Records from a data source
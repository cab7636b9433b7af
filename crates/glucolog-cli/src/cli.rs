//! CLI argument definitions using clap.

use std::path::PathBuf;

use clap::{Args, Parser, Subcommand, ValueEnum};
use glucolog_sync::{NetworkInfo, NetworkType, SyncDirection};
use glucolog_types::GlucoseUnit;

/// Output format for commands
#[derive(Debug, Clone, Copy, Default, PartialEq, Eq, ValueEnum)]
pub enum OutputFormat {
    #[default]
    Text,
    Json,
    Csv,
}

/// Glucose unit argument
#[derive(Debug, Clone, Copy, PartialEq, Eq, ValueEnum)]
pub enum UnitArg {
    /// mg/dL
    Mgdl,
    /// mmol/L
    Mmol,
}

impl From<UnitArg> for GlucoseUnit {
    fn from(unit: UnitArg) -> Self {
        match unit {
            UnitArg::Mgdl => GlucoseUnit::MgDl,
            UnitArg::Mmol => GlucoseUnit::MmolL,
        }
    }
}

/// Active network override
#[derive(Debug, Clone, Copy, PartialEq, Eq, ValueEnum)]
pub enum NetworkArg {
    Wifi,
    Mobile,
    Ethernet,
    /// No active network
    None,
}

impl NetworkArg {
    pub fn to_network(self) -> Option<NetworkInfo> {
        let network_type = match self {
            NetworkArg::Wifi => NetworkType::Wifi,
            NetworkArg::Mobile => NetworkType::Mobile,
            NetworkArg::Ethernet => NetworkType::Ethernet,
            NetworkArg::None => return None,
        };
        Some(NetworkInfo::connected(network_type))
    }
}

/// Sync direction argument
#[derive(Debug, Clone, Copy, PartialEq, Eq, ValueEnum)]
pub enum DirectionArg {
    /// Local database to the cloud directory
    Upload,
    /// Cloud directory to the local database
    Download,
}

impl From<DirectionArg> for SyncDirection {
    fn from(direction: DirectionArg) -> Self {
        match direction {
            DirectionArg::Upload => SyncDirection::Upload,
            DirectionArg::Download => SyncDirection::Download,
        }
    }
}

/// Reusable output format arguments
#[derive(Debug, Clone, Args)]
pub struct OutputArgs {
    /// Output format
    #[arg(short, long, value_enum, default_value = "text")]
    pub format: OutputFormat,

    /// Glucose unit (overrides config)
    #[arg(short, long, value_enum)]
    pub unit: Option<UnitArg>,

    /// Omit header row in CSV output (useful for appending)
    #[arg(long)]
    pub no_header: bool,
}

impl OutputArgs {
    /// Resolve the unit: explicit flag overrides config
    pub fn resolve_unit(&self, config_unit: GlucoseUnit) -> GlucoseUnit {
        self.unit.map(GlucoseUnit::from).unwrap_or(config_unit)
    }
}

#[derive(Parser)]
#[command(name = "glucolog")]
#[command(author, version, about = "Glucose sensor scan log with cloud sync", long_about = None)]
pub struct Cli {
    /// Enable verbose output
    #[arg(short, long, global = true)]
    pub verbose: bool,

    /// Suppress non-essential output
    #[arg(short, long, global = true, conflicts_with = "verbose")]
    pub quiet: bool,

    /// Configuration file
    #[arg(long, global = true, env = "GLUCOLOG_CONFIG")]
    pub config: Option<PathBuf>,

    /// Database file (overrides config)
    #[arg(long, global = true, env = "GLUCOLOG_DB")]
    pub database: Option<PathBuf>,

    /// Disable colored output (also honors NO_COLOR)
    #[arg(long, global = true)]
    pub no_color: bool,

    #[command(subcommand)]
    pub command: Commands,
}

#[derive(Subcommand)]
pub enum Commands {
    /// List scans with a trend series, newest first
    Log {
        /// Show at most this many scans
        #[arg(short = 'n', long)]
        limit: Option<usize>,

        #[command(flatten)]
        output: OutputArgs,
    },

    /// Show one scan with its trend and history readings
    Show {
        /// Scan id, `<sensor>_<age minutes>`
        id: String,

        #[command(flatten)]
        output: OutputArgs,
    },

    /// Delete a scan together with its readings
    Delete {
        /// Scan id, `<sensor>_<age minutes>`
        id: String,
    },

    /// Import scans from a JSON export
    Import {
        /// JSON file produced by `glucolog export`
        file: PathBuf,
    },

    /// Export every scan as JSON
    Export {
        /// Write to this file instead of stdout
        #[arg(short, long)]
        output: Option<PathBuf>,
    },

    /// Synchronize with the cloud directory
    Sync {
        #[arg(value_enum)]
        direction: DirectionArg,

        /// Apply the automatic-sync checks (preferences and network)
        #[arg(long)]
        triggered: bool,

        /// Active network (overrides config)
        #[arg(long, value_enum)]
        network: Option<NetworkArg>,

        /// Cloud directory (overrides config)
        #[arg(long)]
        directory: Option<PathBuf>,

        /// Output format
        #[arg(short, long, value_enum, default_value = "text")]
        format: OutputFormat,
    },

    /// Show database, preference and network status
    Status {
        /// Output format
        #[arg(short, long, value_enum, default_value = "text")]
        format: OutputFormat,
    },

    /// Generate shell completions
    Completions {
        /// Shell to generate completions for
        #[arg(value_enum)]
        shell: clap_complete::Shell,
    },
}
//! Command implementations for the CLI.

mod delete;
mod log;
mod show;
mod status;
mod sync;
mod transfer;

pub use delete::cmd_delete;
pub use log::cmd_log;
pub use show::cmd_show;
pub use status::cmd_status;
pub use sync::{SyncArgs, cmd_sync};
pub use transfer::{cmd_export, cmd_import};

use std::sync::{Mutex, PoisonError};

use anyhow::{Context, Result};
use glucolog_cli::config::Config;
use glucolog_cli::format::FormatOptions;
use glucolog_cli::log_view::{LogView, ScanDataListener};
use glucolog_store::Store;
use glucolog_types::ReadingData;

use crate::cli::OutputArgs;

/// Open the configured database.
fn open_store(config: &Config) -> Result<Store> {
    Store::open(&config.storage.path).with_context(|| {
        format!(
            "Failed to open database {}",
            config.storage.path.display()
        )
    })
}

/// Open the scan log over the configured database.
fn open_log_view(config: &Config, listener: std::sync::Arc<SelectedScan>) -> Result<LogView> {
    LogView::open(&config.storage.path, listener).with_context(|| {
        format!(
            "Failed to open database {}",
            config.storage.path.display()
        )
    })
}

fn format_options(output: &OutputArgs, config: &Config, no_color: bool) -> FormatOptions {
    FormatOptions::new(output.resolve_unit(config.display.unit), no_color)
        .with_no_header(output.no_header)
}

/// Keeps the scan selected in the log for printing.
#[derive(Default)]
struct SelectedScan {
    selected: Mutex<Option<ReadingData>>,
}

impl SelectedScan {
    fn take(&self) -> Option<ReadingData> {
        self.selected
            .lock()
            .unwrap_or_else(PoisonError::into_inner)
            .take()
    }
}

impl ScanDataListener for SelectedScan {
    fn on_show_scan_data(&self, data: &ReadingData) {
        *self
            .selected
            .lock()
            .unwrap_or_else(PoisonError::into_inner) = Some(data.clone());
    }
}
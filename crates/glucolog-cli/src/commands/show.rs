//! Show command - print one scan with both series.

use std::sync::Arc;

use anyhow::{Result, bail};
use glucolog_cli::config::Config;
use glucolog_cli::format::{as_json, format_scan_csv, format_scan_text};

use super::{SelectedScan, format_options, open_log_view};
use crate::cli::{OutputArgs, OutputFormat};

/// Execute the show command.
pub async fn cmd_show(id: &str, output: &OutputArgs, config: &Config, no_color: bool) -> Result<()> {
    let selection = Arc::new(SelectedScan::default());
    let view = open_log_view(config, Arc::clone(&selection))?;

    let found = view.show(id).await?;
    view.close().await?;

    let Some(record) = selection.take().filter(|_| found) else {
        bail!("No scan with id '{}'", id);
    };

    let opts = format_options(output, config, no_color);
    match output.format {
        OutputFormat::Json => println!("{}", as_json(&record)?),
        OutputFormat::Csv => print!("{}", format_scan_csv(&record, &opts)),
        OutputFormat::Text => print!("{}", format_scan_text(&record, &opts)),
    }
    Ok(())
}
use std::fs;
use std::path::PathBuf;

use tempfile::TempDir;

/// A scenario written to a temporary directory that lives as long as this value.
pub struct TempScenario {
    _dir: TempDir,
    pub path: PathBuf,
}

pub fn write_scenario(contents: &str) -> TempScenario {
    write_file("scenario.toml", contents)
}

pub fn write_file(name: &str, contents: &str) -> TempScenario {
    let dir = tempfile::tempdir().expect("create temp dir");
    let path = dir.path().join(name);
    fs::write(&path, contents).expect("write temp file");
    TempScenario { _dir: dir, path }
}

pub const LUNCH: &str = r#"
[[people]]
name = "John"
currency = "EUR"
balance = "100"

[[people]]
name = "Jane"
currency = "EUR"

[[people]]
name = "Jack"
currency = "EUR"

[[people]]
name = "Bob"
currency = "USD"
balance = "20"

[[products]]
name = "Bread"
kind = "food"
prices = { EUR = "2.50", USD = "-1" }

[[products]]
name = "Laptop"
kind = "tech"
prices = { USD = "899.99" }

[[steps]]
action = "divide"
from = "John"
among = ["Jane", "Jack", "Bob"]

[[steps]]
action = "buy"
buyer = "Jane"
product = "Bread"

[[steps]]
action = "transfer"
from = "Jack"
to = "Jane"
amount = "10"
"#;
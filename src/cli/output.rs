//! Shared CLI output helpers.
//!
//! Human-readable lines by default; one JSON object per line with
//! `--json`, suitable for piping into other tools.

use std::fmt::Display;
use std::sync::{OnceLock, RwLock};

use owo_colors::OwoColorize;
use serde_json::json;

/// Runtime output configuration shared by CLI handlers.
#[derive(Debug, Clone, Copy, Default)]
pub struct OutputConfig {
    /// Emit machine-readable JSON output instead of human-readable text.
    pub json: bool,
    /// Suppress non-essential output.
    pub quiet: bool,
}

impl OutputConfig {
    /// Build from the parsed `--json` and `--quiet` flags.
    #[must_use]
    pub const fn new(json: bool, quiet: bool) -> Self {
        Self { json, quiet }
    }
}

/// Output mode shared by every handler in the process.
static OUTPUT_CONFIG: OnceLock<RwLock<OutputConfig>> = OnceLock::new();

/// Lazily initialized cell holding the output mode.
fn config_cell() -> &'static RwLock<OutputConfig> {
    OUTPUT_CONFIG.get_or_init(|| RwLock::new(OutputConfig::default()))
}

/// Snapshot of the output mode, recovering from a poisoned lock.
fn read_config() -> OutputConfig {
    match config_cell().read() {
        Ok(config) => *config,
        Err(poisoned) => *poisoned.into_inner(),
    }
}

/// Apply output settings from global CLI flags.
pub fn configure(config: OutputConfig) {
    match config_cell().write() {
        Ok(mut current) => *current = config,
        Err(poisoned) => *poisoned.into_inner() = config,
    }
}

/// Return whether machine-readable JSON output is enabled.
#[must_use]
pub fn is_json() -> bool {
    read_config().json
}

/// Quiet mode hides text output; JSON lines are never hidden.
fn regular_output_suppressed(config: OutputConfig) -> bool {
    !config.json && config.quiet
}

/// Emit a JSON line with type and payload structure.
pub fn emit_json_line(kind: &str, payload: serde_json::Value) {
    println!(
        "{}",
        json!({
            "type": kind,
            "payload": payload,
        })
    );
}

/// Print the application header with name and version.
pub fn header() {
    let config = read_config();
    if config.json || regular_output_suppressed(config) {
        return;
    }

    println!(
        "{} {}",
        "fundflow".bold(),
        env!("CARGO_PKG_VERSION").dimmed()
    );
    println!();
}

/// Print a section header.
pub fn section(title: &str) {
    let config = read_config();
    if config.json || regular_output_suppressed(config) {
        return;
    }

    println!();
    println!("{}", title.bold());
}

/// Print a labeled value.
pub fn field(label: &str, value: impl Display) {
    let config = read_config();
    let value = value.to_string();

    if config.json {
        emit_json_line("field", json!({ "label": label, "value": value }));
        return;
    }
    if regular_output_suppressed(config) {
        return;
    }

    println!("  {:<12} {}", label.dimmed(), value);
}

/// Print a success line.
pub fn success(message: &str) {
    let config = read_config();

    if config.json {
        emit_json_line("success", json!({ "message": message }));
        return;
    }
    if regular_output_suppressed(config) {
        return;
    }

    println!("  {} {}", "✓".green(), message);
}

/// Print a warning line. Shown even in quiet mode.
pub fn warning(message: &str) {
    if read_config().json {
        emit_json_line("warning", json!({ "message": message }));
        return;
    }

    println!("  {} {}", "⚠".yellow(), message);
}

/// Print an error line to stderr.
pub fn error(message: &str) {
    if read_config().json {
        eprintln!(
            "{}",
            json!({
                "type": "error",
                "payload": { "message": message },
            })
        );
        return;
    }

    eprintln!("  {} {}", "×".red(), message);
}

/// Print pre-rendered table text, indented to match other output.
pub fn table(rendered: &str) {
    let config = read_config();
    if config.json || regular_output_suppressed(config) {
        return;
    }

    for line in rendered.lines() {
        println!("  {line}");
    }
}
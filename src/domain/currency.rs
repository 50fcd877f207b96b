//! The closed set of currencies a wallet or price may be denominated in.

use std::fmt;
use std::str::FromStr;

use serde::{Deserialize, Serialize};

use super::error::FundError;

/// Supported currency.
///
/// Exchange-rate conversion is not modelled: a code outside this set is
/// rejected, never converted.
#[derive(Debug, Clone, Copy, PartialEq, Eq, PartialOrd, Ord, Hash, Serialize, Deserialize)]
#[serde(rename_all = "UPPERCASE")]
pub enum Currency {
    Eur,
    Usd,
    Gbp,
}

impl Currency {
    /// Every supported currency, in display order.
    pub const ALL: [Currency; 3] = [Currency::Eur, Currency::Usd, Currency::Gbp];

    /// ISO 4217 code.
    #[must_use]
    pub const fn code(&self) -> &'static str {
        match self {
            Currency::Eur => "EUR",
            Currency::Usd => "USD",
            Currency::Gbp => "GBP",
        }
    }

    /// Look up a currency by its exact upper-case code.
    #[must_use]
    pub fn from_code(code: &str) -> Option<Self> {
        Self::ALL.into_iter().find(|currency| currency.code() == code)
    }
}

impl fmt::Display for Currency {
    fn fmt(&self, f: &mut fmt::Formatter<'_>) -> fmt::Result {
        f.write_str(self.code())
    }
}

impl FromStr for Currency {
    type Err = FundError;

    fn from_str(s: &str) -> Result<Self, Self::Err> {
        Self::from_code(s).ok_or_else(|| FundError::UnsupportedCurrency {
            code: s.to_string(),
        })
    }
}
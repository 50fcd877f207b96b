//! Even split of a balance among recipients, computed before anything moves.

use rust_decimal::Decimal;
use serde::Serialize;

use super::money::truncate_cents;
use super::{Amount, FundError};

/// How a balance is split between its holder and `recipients` others.
///
/// The holder counts as one of the parties: each recipient gets
/// `balance / (recipients + 1)` truncated to the cent, and the holder keeps
/// the rest, so `share * recipients + remainder` always equals the original
/// balance.
#[derive(Debug, Clone, Copy, PartialEq, Eq, Serialize)]
pub struct Distribution {
    share: Amount,
    recipients: usize,
    remainder: Amount,
}

impl Distribution {
    /// Plan the split of `balance` among `recipients`.
    ///
    /// With no recipients the plan keeps everything with the sender. An
    /// empty balance cannot be split among one or more recipients.
    pub fn plan(balance: Amount, recipients: usize) -> Result<Self, FundError> {
        if recipients == 0 {
            return Ok(Self::unchanged(balance));
        }
        if balance <= Decimal::ZERO {
            return Err(FundError::InsufficientFunds {
                requested: balance,
                available: balance,
            });
        }

        let parties = Decimal::from(recipients) + Decimal::ONE;
        let share = truncate_cents(balance / parties);
        Ok(Self {
            share,
            recipients,
            remainder: balance - share * Decimal::from(recipients),
        })
    }

    /// A plan that distributes nothing.
    #[must_use]
    pub fn unchanged(balance: Amount) -> Self {
        Self {
            share: Decimal::ZERO,
            recipients: 0,
            remainder: balance,
        }
    }

    /// Amount credited to each recipient.
    #[must_use]
    pub fn share(&self) -> Amount {
        self.share
    }

    #[must_use]
    pub fn recipients(&self) -> usize {
        self.recipients
    }

    /// Amount the sender keeps.
    #[must_use]
    pub fn remainder(&self) -> Amount {
        self.remainder
    }

    /// Total credited across all recipients.
    #[must_use]
    pub fn distributed(&self) -> Amount {
        self.share * Decimal::from(self.recipients)
    }
}
#![allow(dead_code)]

pub mod assertions;
pub mod scenario;
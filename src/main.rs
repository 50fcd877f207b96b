use clap::Parser;
use tracing::debug;

use fundflow::cli::output::{self, OutputConfig};
use fundflow::cli::{check, price, run, Cli, Commands};

fn main() {
    let _ = dotenvy::dotenv();

    let cli = Cli::parse();
    output::configure(OutputConfig::new(cli.json, cli.quiet));

    let config = match cli.load_config() {
        Ok(c) => c,
        Err(e) => {
            output::error(&format!("Failed to load config: {e}"));
            std::process::exit(1);
        }
    };
    config.init_logging();
    debug!(command = ?cli.command, "fundflow starting");

    let result = match &cli.command {
        Commands::Run(args) => run::execute(args, &config),
        Commands::Check(args) => check::execute(&args.scenario),
        Commands::Price(args) => price::execute(args),
    };

    if let Err(e) = result {
        output::error(&e.to_string());
        std::process::exit(1);
    }
}
//! Monetary amount representation.

use rust_decimal::{Decimal, RoundingStrategy};

/// Amount represented as a Decimal for precision.
pub type Amount = Decimal;

/// Number of decimal places that make up one cent.
pub const CENT_SCALE: u32 = 2;

/// Truncate an amount toward zero to whole cents.
#[must_use]
pub fn truncate_cents(amount: Amount) -> Amount {
    amount.round_dp_with_strategy(CENT_SCALE, RoundingStrategy::ToZero)
}

/// Round an amount half-away-from-zero to whole cents.
#[must_use]
pub fn round_cents(amount: Amount) -> Amount {
    amount.round_dp_with_strategy(CENT_SCALE, RoundingStrategy::MidpointAwayFromZero)
}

• Problem statement: Which lines in the data above contain "opts"? Show each one.

• Written reply:
    let opts = format_options(output, config, no_color);
        OutputFormat::Csv => print!("{}", format_scan_csv(&record, &opts)),
        OutputFormat::Text => print!("{}", format_scan_text(&record, &opts)),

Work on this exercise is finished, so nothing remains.